Below are some records. How many of their lines contain the string "Returns"? Give the number only.
Top of ENTRIES PROVIDED
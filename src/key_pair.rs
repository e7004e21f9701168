//! Throwaway SSH key pairs for test infrastructure.
//!
//! Keys are Ed25519. The public half is rendered in OpenSSH
//! `authorized_keys` format so it can be imported by cloud providers; the
//! private half is kept as a PKCS#8 PEM document so it survives persistence
//! between stages.

use std::fmt;

use base64::Engine as _;
use base64::engine::general_purpose::STANDARD;
use bytes::{BufMut, Bytes, BytesMut};
use ed25519_dalek::pkcs8::spki::der::pem::LineEnding;
use ed25519_dalek::pkcs8::{DecodePrivateKey, EncodePrivateKey};
use ed25519_dalek::{SigningKey, VerifyingKey};
use serde::{Deserialize, Serialize};
use thiserror::Error;

/// SSH algorithm name for Ed25519 keys and signatures.
pub const ED25519_ALGORITHM: &str = "ssh-ed25519";

/// Comment appended to generated OpenSSH public keys.
pub const DEFAULT_KEY_COMMENT: &str = "terrastage";

/// Errors raised while generating or decoding key material.
#[derive(Clone, Debug, Error, Eq, PartialEq)]
pub enum KeyPairError {
    /// The private key could not be encoded as PKCS#8.
    #[error("failed to encode private key: {message}")]
    Encode {
        /// Encoder error message.
        message: String,
    },
    /// The stored private key is not a valid Ed25519 PKCS#8 document.
    #[error("invalid private key: {message}")]
    InvalidPrivateKey {
        /// Decoder error message.
        message: String,
    },
}

/// A public/private key pair.
#[derive(Clone, Deserialize, Eq, PartialEq, Serialize)]
pub struct KeyPair {
    /// Public key in OpenSSH `authorized_keys` format.
    pub public_key: String,
    /// Private key as a PKCS#8 PEM document.
    pub private_key: String,
}

impl KeyPair {
    /// Generates a fresh Ed25519 key pair.
    ///
    /// # Errors
    ///
    /// Returns [`KeyPairError::Encode`] when the private key cannot be
    /// encoded.
    pub fn generate() -> Result<Self, KeyPairError> {
        let seed: [u8; 32] = rand::random();
        Self::from_signing_key(&SigningKey::from_bytes(&seed))
    }

    /// Builds a key pair from an existing signing key.
    ///
    /// # Errors
    ///
    /// Returns [`KeyPairError::Encode`] when the private key cannot be
    /// encoded.
    pub fn from_signing_key(signing_key: &SigningKey) -> Result<Self, KeyPairError> {
        let private_key = signing_key
            .to_pkcs8_pem(LineEnding::LF)
            .map_err(|err| KeyPairError::Encode {
                message: err.to_string(),
            })?;
        Ok(Self {
            public_key: openssh_public_key(&signing_key.verifying_key(), DEFAULT_KEY_COMMENT),
            private_key: private_key.as_str().to_owned(),
        })
    }

    /// Decodes the private key.
    ///
    /// # Errors
    ///
    /// Returns [`KeyPairError::InvalidPrivateKey`] when the stored document
    /// is not an Ed25519 PKCS#8 private key.
    pub fn signing_key(&self) -> Result<SigningKey, KeyPairError> {
        SigningKey::from_pkcs8_pem(&self.private_key).map_err(|err| {
            KeyPairError::InvalidPrivateKey {
                message: err.to_string(),
            }
        })
    }
}

impl fmt::Debug for KeyPair {
    fn fmt(&self, f: &mut fmt::Formatter<'_>) -> fmt::Result {
        f.debug_struct("KeyPair")
            .field("public_key", &self.public_key)
            .field("private_key", &"<redacted>")
            .finish()
    }
}

/// A key pair registered with a cloud provider.
#[derive(Clone, Debug, Deserialize, Eq, PartialEq, Serialize)]
pub struct RegisteredKeyPair {
    /// Provider-side key pair name.
    pub name: String,
    /// Region the key pair was registered in.
    pub region: String,
    /// Provider-assigned identifier, when the provider reports one.
    #[serde(default)]
    pub key_pair_id: Option<String>,
    /// Local key material.
    pub key_pair: KeyPair,
}

/// Encodes a public key in the SSH wire format (`string algo, string key`).
#[must_use]
pub fn public_key_blob(key: &VerifyingKey) -> Bytes {
    let mut blob = BytesMut::new();
    put_ssh_string(&mut blob, ED25519_ALGORITHM.as_bytes());
    put_ssh_string(&mut blob, key.as_bytes());
    blob.freeze()
}

/// Renders a public key as an OpenSSH `authorized_keys` line.
#[must_use]
pub fn openssh_public_key(key: &VerifyingKey, comment: &str) -> String {
    let encoded = STANDARD.encode(public_key_blob(key));
    if comment.is_empty() {
        format!("{ED25519_ALGORITHM} {encoded}")
    } else {
        format!("{ED25519_ALGORITHM} {encoded} {comment}")
    }
}

/// Appends a length-prefixed SSH `string`.
pub(crate) fn put_ssh_string(buf: &mut BytesMut, value: &[u8]) {
    let len = u32::try_from(value.len()).unwrap_or(u32::MAX);
    buf.put_u32(len);
    buf.put_slice(value);
}
//! Command-line interface definitions for the `terrastage` binary.
//!
//! This module centralises the clap parser structures so both the main binary
//! and the build script can reuse them when generating the manual page.

use std::path::PathBuf;

use clap::{Parser, Subcommand};

/// Top-level CLI for the `terrastage` binary.
#[derive(Debug, Parser)]
#[command(
    name = "terrastage",
    about = "Inspect and reset the state shared between staged infrastructure tests",
    arg_required_else_help = true
)]
pub(crate) enum Cli {
    /// Inspect or reset a test directory's persisted stage state.
    #[command(subcommand)]
    State(StateCommand),
    /// Print the environment variable that skips a stage.
    #[command(
        name = "skip-directive",
        about = "Print the environment variable that skips a stage"
    )]
    SkipDirective(SkipDirectiveCommand),
}

/// Actions of the `terrastage state` subcommand.
#[derive(Debug, Subcommand)]
pub(crate) enum StateCommand {
    /// List the values stored for a test directory.
    #[command(name = "list", about = "List the values stored for a test directory")]
    List {
        /// Test directory holding a `.test-data` directory.
        #[arg(value_name = "DIR")]
        dir: PathBuf,
    },
    /// Print one stored value. Private keys are redacted.
    #[command(name = "show", about = "Print one stored value with secrets redacted")]
    Show {
        /// Test directory holding a `.test-data` directory.
        #[arg(value_name = "DIR")]
        dir: PathBuf,
        /// Logical name of the value (for example `terraform-options`).
        #[arg(value_name = "NAME")]
        name: String,
    },
    /// Delete every stored value so the next run starts from setup.
    #[command(name = "clear", about = "Delete every stored value for a test directory")]
    Clear {
        /// Test directory holding a `.test-data` directory.
        #[arg(value_name = "DIR")]
        dir: PathBuf,
    },
}

/// Arguments for the `terrastage skip-directive` subcommand.
#[derive(Debug, Parser)]
pub(crate) struct SkipDirectiveCommand {
    /// Stage name as passed to the stage controller (for example `validate`).
    #[arg(value_name = "STAGE")]
    pub(crate) stage: String,
}
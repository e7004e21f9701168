//! Inputs for provisioning runs.

use std::collections::BTreeMap;
use std::time::Duration;

use camino::{Utf8Path, Utf8PathBuf};
use serde::{Deserialize, Serialize};
use serde_json::Value;

use crate::config::HarnessConfig;
use crate::ssh_agent::AgentEndpoint;

/// Default provisioning executable.
pub const DEFAULT_TERRAFORM_BINARY: &str = "terraform";

/// Default number of retries after the first attempt.
pub const DEFAULT_MAX_RETRIES: u32 = 3;

/// Default pause between attempts.
pub const DEFAULT_TIME_BETWEEN_RETRIES: Duration = Duration::from_secs(5);

/// Transient failures seen when talking to provider registries and plugins.
pub const DEFAULT_RETRYABLE_ERRORS: &[(&str, &str)] = &[
    (
        ".*read: connection reset by peer.*",
        "Failed to reach helm charts repository.",
    ),
    (
        ".*transport is closing.*",
        "Failed to reach Kubernetes API.",
    ),
    (
        ".*unable to verify signature.*",
        "Failed to retrieve plugin due to transient network error.",
    ),
    (
        ".*unable to verify checksum.*",
        "Failed to retrieve plugin due to transient network error.",
    ),
    (
        ".*no provider exists with the given name.*",
        "Failed to retrieve plugin due to transient network error.",
    ),
    (
        ".*registry service is unreachable.*",
        "Failed to retrieve plugin due to transient network error.",
    ),
    (
        ".*Error installing provider.*",
        "Failed to retrieve plugin due to transient network error.",
    ),
    (
        ".*Failed to query available provider packages.*",
        "Failed to retrieve plugin due to transient network error.",
    ),
    (
        ".*timeout while waiting for plugin to start.*",
        "Failed to retrieve plugin due to transient network error.",
    ),
    (
        ".*timed out waiting for server handshake.*",
        "Failed to retrieve plugin due to transient network error.",
    ),
    (
        "could not query provider registry for",
        "Failed to retrieve plugin due to transient network error.",
    ),
    (
        ".*Provider produced inconsistent result after apply.*",
        "Provider eventual consistency error.",
    ),
];

/// Everything needed to drive one configuration directory.
///
/// Persisted between stages by the state store. The agent endpoint is not
/// persisted: the socket only lives as long as the process that started it.
#[derive(Clone, Debug, Deserialize, PartialEq, Serialize)]
pub struct TerraformOptions {
    /// Directory holding the configuration.
    pub terraform_dir: Utf8PathBuf,
    /// Executable to invoke.
    #[serde(default = "default_terraform_binary")]
    pub terraform_binary: String,
    /// Input variables passed with `-var`.
    #[serde(default)]
    pub vars: BTreeMap<String, Value>,
    /// Variable files passed with `-var-file`.
    #[serde(default)]
    pub var_files: Vec<Utf8PathBuf>,
    /// Extra environment for every invocation.
    #[serde(default)]
    pub env_vars: BTreeMap<String, String>,
    /// Backend settings passed to `init` with `-backend-config`.
    #[serde(default)]
    pub backend_config: BTreeMap<String, Value>,
    /// Output patterns (regular expressions) that mark a failure as
    /// transient, mapped to a description used in logs.
    #[serde(default)]
    pub retryable_errors: BTreeMap<String, String>,
    /// Retries allowed after the first attempt.
    #[serde(default = "default_max_retries")]
    pub max_retries: u32,
    /// Pause between attempts.
    #[serde(default = "default_time_between_retries")]
    pub time_between_retries: Duration,
    /// Adds `-no-color` to commands that accept it.
    #[serde(default)]
    pub no_color: bool,
    /// Plan file written by `plan` and read by `show`.
    #[serde(default)]
    pub plan_file: Option<Utf8PathBuf>,
    /// Agent exported to child processes.
    #[serde(skip)]
    pub ssh_agent: Option<AgentEndpoint>,
}

fn default_terraform_binary() -> String {
    String::from(DEFAULT_TERRAFORM_BINARY)
}

const fn default_max_retries() -> u32 {
    DEFAULT_MAX_RETRIES
}

const fn default_time_between_retries() -> Duration {
    DEFAULT_TIME_BETWEEN_RETRIES
}

impl TerraformOptions {
    /// Creates options for `terraform_dir` with default settings and no
    /// retryable errors.
    #[must_use]
    pub fn new(terraform_dir: impl Into<Utf8PathBuf>) -> Self {
        Self {
            terraform_dir: terraform_dir.into(),
            terraform_binary: default_terraform_binary(),
            vars: BTreeMap::new(),
            var_files: Vec::new(),
            env_vars: BTreeMap::new(),
            backend_config: BTreeMap::new(),
            retryable_errors: BTreeMap::new(),
            max_retries: DEFAULT_MAX_RETRIES,
            time_between_retries: DEFAULT_TIME_BETWEEN_RETRIES,
            no_color: false,
            plan_file: None,
            ssh_agent: None,
        }
    }

    /// Creates options for `terraform_dir` that retry the usual transient
    /// registry and plugin failures.
    #[must_use]
    pub fn with_default_retryable_errors(terraform_dir: impl Into<Utf8PathBuf>) -> Self {
        let mut options = Self::new(terraform_dir);
        options.retryable_errors = DEFAULT_RETRYABLE_ERRORS
            .iter()
            .map(|(pattern, description)| ((*pattern).to_owned(), (*description).to_owned()))
            .collect();
        options
    }

    /// Creates options using the executable and retry settings from
    /// `config`, plus the default retryable errors.
    #[must_use]
    pub fn from_config(config: &HarnessConfig, terraform_dir: impl Into<Utf8PathBuf>) -> Self {
        let mut options = Self::with_default_retryable_errors(terraform_dir);
        options.terraform_binary.clone_from(&config.terraform_bin);
        options.max_retries = config.max_retries;
        options.time_between_retries = Duration::from_secs(u64::from(config.retry_interval_secs));
        options
    }

    /// Sets an input variable.
    #[must_use]
    pub fn var(mut self, key: impl Into<String>, value: impl Into<Value>) -> Self {
        self.vars.insert(key.into(), value.into());
        self
    }

    /// Adds a variable file.
    #[must_use]
    pub fn var_file(mut self, path: impl Into<Utf8PathBuf>) -> Self {
        self.var_files.push(path.into());
        self
    }

    /// Sets an environment variable for every invocation.
    #[must_use]
    pub fn env_var(mut self, key: impl Into<String>, value: impl Into<String>) -> Self {
        self.env_vars.insert(key.into(), value.into());
        self
    }

    /// Sets a backend configuration value.
    #[must_use]
    pub fn backend(mut self, key: impl Into<String>, value: impl Into<Value>) -> Self {
        self.backend_config.insert(key.into(), value.into());
        self
    }

    /// Marks failures whose output matches `pattern` as transient.
    #[must_use]
    pub fn retryable_error(
        mut self,
        pattern: impl Into<String>,
        description: impl Into<String>,
    ) -> Self {
        self.retryable_errors
            .insert(pattern.into(), description.into());
        self
    }

    /// Sets the retry budget.
    #[must_use]
    pub const fn retries(mut self, max_retries: u32, time_between_retries: Duration) -> Self {
        self.max_retries = max_retries;
        self.time_between_retries = time_between_retries;
        self
    }

    /// Sets the plan file path.
    #[must_use]
    pub fn plan_file(mut self, path: impl Into<Utf8PathBuf>) -> Self {
        self.plan_file = Some(path.into());
        self
    }

    /// Exports `endpoint` to every invocation.
    #[must_use]
    pub fn ssh_agent(mut self, endpoint: AgentEndpoint) -> Self {
        self.ssh_agent = Some(endpoint);
        self
    }

    /// Returns the configuration directory.
    #[must_use]
    pub fn dir(&self) -> &Utf8Path {
        &self.terraform_dir
    }

    /// Returns the environment overlay for child processes: `env_vars`
    /// followed by the agent endpoint, which wins on conflict.
    #[must_use]
    pub fn env_overlay(&self) -> BTreeMap<String, String> {
        let mut env = self.env_vars.clone();
        if let Some(endpoint) = &self.ssh_agent {
            env.insert(endpoint.var.clone(), endpoint.socket.to_string());
        }
        env
    }

    pub(crate) fn var_args(&self) -> Vec<String> {
        let mut args = Vec::with_capacity(self.vars.len() * 2 + self.var_files.len() * 2);
        for (key, value) in &self.vars {
            args.push(String::from("-var"));
            args.push(format!("{key}={}", render_value(value)));
        }
        for file in &self.var_files {
            args.push(String::from("-var-file"));
            args.push(file.to_string());
        }
        args
    }

    pub(crate) fn backend_args(&self) -> Vec<String> {
        self.backend_config
            .iter()
            .map(|(key, value)| format!("-backend-config={key}={}", render_value(value)))
            .collect()
    }
}

/// Strings pass through unquoted; every other value is rendered as JSON,
/// which the tool's variable parser accepts as an HCL expression.
pub(crate) fn render_value(value: &Value) -> String {
    match value {
        Value::String(text) => text.clone(),
        other => other.to_string(),
    }
}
Bottom of ENTRIES PROVIDED
▶ EXPECTED ANSWER
5